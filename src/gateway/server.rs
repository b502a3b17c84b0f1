//! # HTTP Server Module
//!
//! Wires the pipeline together: every request goes through the auth gate, then either
//! one of the gateway's own endpoints (`/`, `/health`) or the forwarding relay.
//!
//! Layer order, outermost first: tracing, CORS header guarantee, body size limit,
//! auth gate. State is read-only after construction; each request runs on its own
//! task and owns its [`RequestContext`].

use axum::{
    extract::{DefaultBodyLimit, State},
    http::{HeaderMap, Method, StatusCode, Uri},
    middleware::{from_fn_with_state, map_response},
    response::{IntoResponse, Response},
    routing::{get, on, MethodFilter, MethodRouter},
    Extension, Json, Router,
};
use bytes::Bytes;
use serde_json::json;
use std::net::SocketAddr;
use std::sync::Arc;
use tokio::net::TcpListener;
use tower::ServiceBuilder;
use tracing::{error, info, instrument};

use crate::auth::firebase::FirebaseTokenVerifier;
use crate::auth::middleware::{auth_middleware, AuthGate};
use crate::auth::providers::TokenVerifier;
use crate::core::config::{GatewayConfig, ServiceUrls};
use crate::core::error::{GatewayError, GatewayResult};
use crate::core::types::RequestContext;
use crate::gateway::proxy::{ForwardingRelay, InboundRequest};
use crate::middleware::{cors, request_logging};

/// Name reported by the gateway's own endpoints
pub const SERVICE_NAME: &str = "api-gateway";

/// Shared, read-only handler state
#[derive(Clone)]
pub struct AppState {
    pub relay: Arc<ForwardingRelay>,
    pub services: Arc<ServiceUrls>,
}

pub struct GatewayServer {
    bind_addr: SocketAddr,
    app: Router,
}

impl GatewayServer {
    /// Build the server, bootstrapping the Firebase verifier from configuration
    pub async fn from_config(config: &GatewayConfig) -> GatewayResult<Self> {
        let verifier = FirebaseTokenVerifier::from_config(&config.auth.firebase)
            .await?
            .map(|v| Arc::new(v) as Arc<dyn TokenVerifier>);

        Self::new(config, verifier)
    }

    /// Build the server around an already constructed verifier
    pub fn new(
        config: &GatewayConfig,
        verifier: Option<Arc<dyn TokenVerifier>>,
    ) -> GatewayResult<Self> {
        let gate = Arc::new(AuthGate::from_config(&config.auth, verifier)?);
        let state = AppState {
            relay: Arc::new(ForwardingRelay::from_config(config)?),
            services: Arc::new(config.services.clone()),
        };

        Ok(Self {
            bind_addr: config.bind_addr()?,
            app: build_router(state, gate, config.server.max_body_size),
        })
    }

    pub fn bind_addr(&self) -> SocketAddr {
        self.bind_addr
    }

    /// The fully layered application, for embedding or testing
    pub fn router(&self) -> Router {
        self.app.clone()
    }

    /// Serve until SIGINT/SIGTERM, letting in-flight requests finish
    #[instrument(skip(self), fields(bind_addr = %self.bind_addr))]
    pub async fn start(self) -> GatewayResult<()> {
        let listener = TcpListener::bind(self.bind_addr).await.map_err(|e| {
            GatewayError::internal(format!(
                "Failed to bind gateway server to {}: {}",
                self.bind_addr, e
            ))
        })?;

        info!("Gateway HTTP server listening on {}", self.bind_addr);

        axum::serve(listener, self.app)
            .with_graceful_shutdown(shutdown_signal())
            .await
            .map_err(|e| GatewayError::internal(format!("Gateway server error: {}", e)))
    }
}

/// Assemble routes and layers
pub fn build_router(state: AppState, gate: Arc<AuthGate>, max_body_size: usize) -> Router {
    let proxied_methods = MethodFilter::GET
        .or(MethodFilter::POST)
        .or(MethodFilter::PUT)
        .or(MethodFilter::DELETE)
        .or(MethodFilter::PATCH)
        .or(MethodFilter::OPTIONS);

    // GET and OPTIONS on the gateway's own endpoints are answered locally; every
    // other method on those paths goes downstream like any other path
    let local = |handler: MethodRouter<AppState>| {
        handler
            .options(preflight)
            .post(proxy_handler)
            .put(proxy_handler)
            .delete(proxy_handler)
            .patch(proxy_handler)
    };

    Router::new()
        .route("/", local(get(root)))
        .route("/health", local(get(health)))
        .route("/*path", on(proxied_methods, proxy_handler))
        .with_state(state)
        .layer(
            ServiceBuilder::new()
                .layer(request_logging::trace_layer())
                .layer(map_response(cors::ensure_cors_headers))
                .layer(DefaultBodyLimit::max(max_body_size))
                .layer(from_fn_with_state(gate, auth_middleware)),
        )
}

/// Service banner listing where traffic is routed
async fn root(State(state): State<AppState>) -> impl IntoResponse {
    Json(json!({
        "status": "API Gateway running",
        "service": SERVICE_NAME,
        "version": env!("CARGO_PKG_VERSION"),
        "routes_to": {
            "composite": state.services.composite,
            "users": state.services.users,
            "events": state.services.events,
            "feed": state.services.feed,
        }
    }))
}

async fn health() -> impl IntoResponse {
    (
        StatusCode::OK,
        Json(json!({ "status": "healthy", "service": SERVICE_NAME })),
    )
}

async fn preflight() -> Response {
    cors::preflight_response()
}

/// Catch-all handler: everything that is not a gateway endpoint goes downstream
async fn proxy_handler(
    State(state): State<AppState>,
    context: Option<Extension<RequestContext>>,
    method: Method,
    uri: Uri,
    headers: HeaderMap,
    body: Bytes,
) -> Response {
    let context = context.map(|Extension(c)| c).unwrap_or_default();
    let request = InboundRequest {
        method,
        uri,
        headers,
        body,
    };

    state.relay.forward(request, &context).await
}

async fn shutdown_signal() {
    let ctrl_c = async {
        if let Err(e) = tokio::signal::ctrl_c().await {
            error!("Failed to install Ctrl+C handler: {}", e);
            std::future::pending::<()>().await;
        }
    };

    #[cfg(unix)]
    let terminate = async {
        match tokio::signal::unix::signal(tokio::signal::unix::SignalKind::terminate()) {
            Ok(mut sigterm) => {
                sigterm.recv().await;
            }
            Err(e) => {
                error!("Failed to install SIGTERM handler: {}", e);
                std::future::pending::<()>().await;
            }
        }
    };

    #[cfg(not(unix))]
    let terminate = std::future::pending::<()>();

    tokio::select! {
        _ = ctrl_c => info!("Received SIGINT, shutting down"),
        _ = terminate => info!("Received SIGTERM, shutting down"),
    }
}
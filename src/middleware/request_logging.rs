use axum::http::Request;
use tower_http::classify::{ServerErrorsAsFailures, SharedClassifier};
use tower_http::trace::{DefaultOnResponse, MakeSpan, TraceLayer};
use tower_http::LatencyUnit;
use tracing::{Level, Span};
use uuid::Uuid;

/// Span builder that tags every request with a fresh id
#[derive(Debug, Clone, Default)]
pub struct RequestSpan;

impl<B> MakeSpan<B> for RequestSpan {
    fn make_span(&mut self, request: &Request<B>) -> Span {
        let request_id = Uuid::new_v4();
        tracing::info_span!(
            "request",
            request_id = %request_id,
            method = %request.method(),
            path = %request.uri().path(),
        )
    }
}

/// HTTP trace layer used on the gateway router
pub fn trace_layer() -> TraceLayer<SharedClassifier<ServerErrorsAsFailures>, RequestSpan> {
    TraceLayer::new_for_http()
        .make_span_with(RequestSpan)
        .on_response(
            DefaultOnResponse::new()
                .level(Level::INFO)
                .latency_unit(LatencyUnit::Millis),
        )
}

::::::::

Show each line of the listing that holds the string "tracing".

▸ Your solution
//! Layer order, outermost first: tracing, CORS header guarantee, body size limit,
use tracing::{error, info, instrument};
use tracing::{Level, Span};
        tracing::info_span!(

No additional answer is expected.